── EXTRACTED INFORMATION ──

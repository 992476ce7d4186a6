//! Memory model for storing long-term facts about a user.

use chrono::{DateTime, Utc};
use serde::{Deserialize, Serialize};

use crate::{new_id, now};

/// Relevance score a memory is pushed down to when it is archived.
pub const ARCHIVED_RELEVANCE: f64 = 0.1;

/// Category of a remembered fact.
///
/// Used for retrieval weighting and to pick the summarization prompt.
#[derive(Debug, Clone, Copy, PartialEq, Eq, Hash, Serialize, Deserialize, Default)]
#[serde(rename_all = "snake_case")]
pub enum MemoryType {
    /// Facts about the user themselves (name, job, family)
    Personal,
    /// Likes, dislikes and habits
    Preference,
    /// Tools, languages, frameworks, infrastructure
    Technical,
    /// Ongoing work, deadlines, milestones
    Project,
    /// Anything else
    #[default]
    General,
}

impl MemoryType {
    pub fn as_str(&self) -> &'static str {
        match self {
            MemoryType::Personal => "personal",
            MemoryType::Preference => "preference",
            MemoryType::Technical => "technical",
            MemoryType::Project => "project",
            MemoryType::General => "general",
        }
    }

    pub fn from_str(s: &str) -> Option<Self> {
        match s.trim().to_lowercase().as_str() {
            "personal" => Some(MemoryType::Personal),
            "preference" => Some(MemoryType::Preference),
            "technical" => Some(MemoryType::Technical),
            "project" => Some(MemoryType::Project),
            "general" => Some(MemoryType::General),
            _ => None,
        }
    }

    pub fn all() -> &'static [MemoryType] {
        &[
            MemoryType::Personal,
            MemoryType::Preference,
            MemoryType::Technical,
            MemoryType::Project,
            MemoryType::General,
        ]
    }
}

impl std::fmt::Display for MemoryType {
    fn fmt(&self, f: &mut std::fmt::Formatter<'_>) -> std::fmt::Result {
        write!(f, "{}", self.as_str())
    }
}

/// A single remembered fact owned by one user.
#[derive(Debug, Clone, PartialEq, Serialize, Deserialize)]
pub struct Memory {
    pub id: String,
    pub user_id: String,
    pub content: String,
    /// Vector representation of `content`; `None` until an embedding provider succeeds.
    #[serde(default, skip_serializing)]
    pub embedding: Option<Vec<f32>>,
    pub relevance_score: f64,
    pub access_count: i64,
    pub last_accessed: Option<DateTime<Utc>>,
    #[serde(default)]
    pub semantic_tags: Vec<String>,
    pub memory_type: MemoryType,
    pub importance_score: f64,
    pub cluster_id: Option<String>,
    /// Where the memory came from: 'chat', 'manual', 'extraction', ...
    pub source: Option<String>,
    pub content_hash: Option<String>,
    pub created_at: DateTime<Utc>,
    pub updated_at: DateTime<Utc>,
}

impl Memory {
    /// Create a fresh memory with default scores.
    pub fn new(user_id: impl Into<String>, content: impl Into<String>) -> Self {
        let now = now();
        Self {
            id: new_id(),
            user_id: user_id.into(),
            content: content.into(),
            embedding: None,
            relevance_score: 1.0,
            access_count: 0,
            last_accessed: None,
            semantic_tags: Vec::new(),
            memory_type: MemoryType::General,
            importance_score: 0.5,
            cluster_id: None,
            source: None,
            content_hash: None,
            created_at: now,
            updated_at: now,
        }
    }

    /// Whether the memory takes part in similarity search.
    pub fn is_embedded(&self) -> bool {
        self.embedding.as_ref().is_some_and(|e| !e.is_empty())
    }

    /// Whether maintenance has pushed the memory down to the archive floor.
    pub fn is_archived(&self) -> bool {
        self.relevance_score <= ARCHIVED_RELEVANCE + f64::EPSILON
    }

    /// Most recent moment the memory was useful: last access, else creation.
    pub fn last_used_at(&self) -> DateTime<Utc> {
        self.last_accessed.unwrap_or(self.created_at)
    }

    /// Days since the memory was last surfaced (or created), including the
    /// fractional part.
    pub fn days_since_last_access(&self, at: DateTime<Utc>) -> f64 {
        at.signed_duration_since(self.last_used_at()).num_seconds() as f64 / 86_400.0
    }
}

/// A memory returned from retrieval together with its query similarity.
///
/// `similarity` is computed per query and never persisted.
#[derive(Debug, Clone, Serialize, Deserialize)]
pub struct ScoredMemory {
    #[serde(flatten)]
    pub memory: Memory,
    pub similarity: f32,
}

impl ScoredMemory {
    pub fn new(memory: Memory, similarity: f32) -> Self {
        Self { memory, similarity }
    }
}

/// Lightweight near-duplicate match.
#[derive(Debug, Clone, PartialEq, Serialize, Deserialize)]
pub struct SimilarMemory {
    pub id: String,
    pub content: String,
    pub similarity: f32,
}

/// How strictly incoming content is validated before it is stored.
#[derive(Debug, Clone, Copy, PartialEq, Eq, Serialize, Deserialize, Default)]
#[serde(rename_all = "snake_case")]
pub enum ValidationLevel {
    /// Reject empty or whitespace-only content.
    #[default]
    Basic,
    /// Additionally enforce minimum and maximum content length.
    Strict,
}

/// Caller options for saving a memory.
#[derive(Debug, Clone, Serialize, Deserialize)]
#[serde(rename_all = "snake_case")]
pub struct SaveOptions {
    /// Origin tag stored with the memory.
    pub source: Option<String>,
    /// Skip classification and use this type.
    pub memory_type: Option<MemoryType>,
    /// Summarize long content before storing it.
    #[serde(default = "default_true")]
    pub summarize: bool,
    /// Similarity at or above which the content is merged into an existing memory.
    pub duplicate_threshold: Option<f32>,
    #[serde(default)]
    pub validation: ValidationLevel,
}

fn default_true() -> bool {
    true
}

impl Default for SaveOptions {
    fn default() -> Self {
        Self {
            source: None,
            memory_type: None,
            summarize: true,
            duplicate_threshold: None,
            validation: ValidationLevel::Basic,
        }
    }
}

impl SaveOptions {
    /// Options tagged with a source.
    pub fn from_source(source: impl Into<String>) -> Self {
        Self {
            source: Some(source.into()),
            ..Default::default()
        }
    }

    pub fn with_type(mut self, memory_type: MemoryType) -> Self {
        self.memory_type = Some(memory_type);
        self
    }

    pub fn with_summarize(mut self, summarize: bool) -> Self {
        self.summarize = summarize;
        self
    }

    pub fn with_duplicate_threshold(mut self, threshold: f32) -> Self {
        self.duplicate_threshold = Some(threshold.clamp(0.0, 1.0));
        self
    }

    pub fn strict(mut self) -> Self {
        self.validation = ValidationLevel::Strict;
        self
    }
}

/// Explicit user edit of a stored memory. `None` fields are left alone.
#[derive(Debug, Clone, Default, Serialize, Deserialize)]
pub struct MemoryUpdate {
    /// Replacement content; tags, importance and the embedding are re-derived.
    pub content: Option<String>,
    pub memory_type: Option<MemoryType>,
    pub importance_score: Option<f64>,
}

───

Copy out the records once more, exactly as they are written.

repository 992476ce7d4186a6
//! Memory model for storing long-term facts about a user.

use chrono::{DateTime, Utc};
use serde::{Deserialize, Serialize};

use crate::{new_id, now};

/// Relevance score a memory is pushed down to when it is archived.
pub const ARCHIVED_RELEVANCE: f64 = 0.1;

/// Category of a remembered fact.
///
/// Used for retrieval weighting and to pick the summarization prompt.
#[derive(Debug, Clone, Copy, PartialEq, Eq, Hash, Serialize, Deserialize, Default)]
#[serde(rename_all = "snake_case")]
pub enum MemoryType {
    /// Facts about the user themselves (name, job, family)
    Personal,
    /// Likes, dislikes and habits
    Preference,
    /// Tools, languages, frameworks, infrastructure
    Technical,
    /// Ongoing work, deadlines, milestones
    Project,
    /// Anything else
    #[default]
    General,
}

impl MemoryType {
    pub fn as_str(&self) -> &'static str {
        match self {
            MemoryType::Personal => "personal",
            MemoryType::Preference => "preference",
            MemoryType::Technical => "technical",
            MemoryType::Project => "project",
            MemoryType::General => "general",
        }
    }

    pub fn from_str(s: &str) -> Option<Self> {
        match s.trim().to_lowercase().as_str() {
            "personal" => Some(MemoryType::Personal),
            "preference" => Some(MemoryType::Preference),
            "technical" => Some(MemoryType::Technical),
            "project" => Some(MemoryType::Project),
            "general" => Some(MemoryType::General),
            _ => None,
        }
    }

    pub fn all() -> &'static [MemoryType] {
        &[
            MemoryType::Personal,
            MemoryType::Preference,
            MemoryType::Technical,
            MemoryType::Project,
            MemoryType::General,
        ]
    }
}

impl std::fmt::Display for MemoryType {
    fn fmt(&self, f: &mut std::fmt::Formatter<'_>) -> std::fmt::Result {
        write!(f, "{}", self.as_str())
    }
}

/// A single remembered fact owned by one user.
#[derive(Debug, Clone, PartialEq, Serialize, Deserialize)]
pub struct Memory {
    pub id: String,
    pub user_id: String,
    pub content: String,
    /// Vector representation of `content`; `None` until an embedding provider succeeds.
    #[serde(default, skip_serializing)]
    pub embedding: Option<Vec<f32>>,
    pub relevance_score: f64,
    pub access_count: i64,
    pub last_accessed: Option<DateTime<Utc>>,
    #[serde(default)]
    pub semantic_tags: Vec<String>,
    pub memory_type: MemoryType,
    pub importance_score: f64,
    pub cluster_id: Option<String>,
    /// Where the memory came from: 'chat', 'manual', 'extraction', ...
    pub source: Option<String>,
    pub content_hash: Option<String>,
    pub created_at: DateTime<Utc>,
    pub updated_at: DateTime<Utc>,
}

impl Memory {
    /// Create a fresh memory with default scores.
    pub fn new(user_id: impl Into<String>, content: impl Into<String>) -> Self {
        let now = now();
        Self {
            id: new_id(),
            user_id: user_id.into(),
            content: content.into(),
            embedding: None,
            relevance_score: 1.0,
            access_count: 0,
            last_accessed: None,
            semantic_tags: Vec::new(),
            memory_type: MemoryType::General,
            importance_score: 0.5,
            cluster_id: None,
            source: None,
            content_hash: None,
            created_at: now,
            updated_at: now,
        }
    }

    /// Whether the memory takes part in similarity search.
    pub fn is_embedded(&self) -> bool {
        self.embedding.as_ref().is_some_and(|e| !e.is_empty())
    }

    /// Whether maintenance has pushed the memory down to the archive floor.
    pub fn is_archived(&self) -> bool {
        self.relevance_score <= ARCHIVED_RELEVANCE + f64::EPSILON
    }

    /// Most recent moment the memory was useful: last access, else creation.
    pub fn last_used_at(&self) -> DateTime<Utc> {
        self.last_accessed.unwrap_or(self.created_at)
    }

    /// Days since the memory was last surfaced (or created), including the
    /// fractional part.
    pub fn days_since_last_access(&self, at: DateTime<Utc>) -> f64 {
        at.signed_duration_since(self.last_used_at()).num_seconds() as f64 / 86_400.0
    }
}

/// A memory returned from retrieval together with its query similarity.
///
/// `similarity` is computed per query and never persisted.
#[derive(Debug, Clone, Serialize, Deserialize)]
pub struct ScoredMemory {
    #[serde(flatten)]
    pub memory: Memory,
    pub similarity: f32,
}

impl ScoredMemory {
    pub fn new(memory: Memory, similarity: f32) -> Self {
        Self { memory, similarity }
    }
}

/// Lightweight near-duplicate match.
#[derive(Debug, Clone, PartialEq, Serialize, Deserialize)]
pub struct SimilarMemory {
    pub id: String,
    pub content: String,
    pub similarity: f32,
}

/// How strictly incoming content is validated before it is stored.
#[derive(Debug, Clone, Copy, PartialEq, Eq, Serialize, Deserialize, Default)]
#[serde(rename_all = "snake_case")]
pub enum ValidationLevel {
    /// Reject empty or whitespace-only content.
    #[default]
    Basic,
    /// Additionally enforce minimum and maximum content length.
    Strict,
}

/// Caller options for saving a memory.
#[derive(Debug, Clone, Serialize, Deserialize)]
#[serde(rename_all = "snake_case")]
pub struct SaveOptions {
    /// Origin tag stored with the memory.
    pub source: Option<String>,
    /// Skip classification and use this type.
    pub memory_type: Option<MemoryType>,
    /// Summarize long content before storing it.
    #[serde(default = "default_true")]
    pub summarize: bool,
    /// Similarity at or above which the content is merged into an existing memory.
    pub duplicate_threshold: Option<f32>,
    #[serde(default)]
    pub validation: ValidationLevel,
}

fn default_true() -> bool {
    true
}

impl Default for SaveOptions {
    fn default() -> Self {
        Self {
            source: None,
            memory_type: None,
            summarize: true,
            duplicate_threshold: None,
            validation: ValidationLevel::Basic,
        }
    }
}

impl SaveOptions {
    /// Options tagged with a source.
    pub fn from_source(source: impl Into<String>) -> Self {
        Self {
            source: Some(source.into()),
            ..Default::default()
        }
    }

    pub fn with_type(mut self, memory_type: MemoryType) -> Self {
        self.memory_type = Some(memory_type);
        self
    }

    pub fn with_summarize(mut self, summarize: bool) -> Self {
        self.summarize = summarize;
        self
    }

    pub fn with_duplicate_threshold(mut self, threshold: f32) -> Self {
        self.duplicate_threshold = Some(threshold.clamp(0.0, 1.0));
        self
    }

    pub fn strict(mut self) -> Self {
        self.validation = ValidationLevel::Strict;
        self
    }
}

/// Explicit user edit of a stored memory. `None` fields are left alone.
#[derive(Debug, Clone, Default, Serialize, Deserialize)]
pub struct MemoryUpdate {
    /// Replacement content; tags, importance and the embedding are re-derived.
    pub content: Option<String>,
    pub memory_type: Option<MemoryType>,
    pub importance_score: Option<f64>,
}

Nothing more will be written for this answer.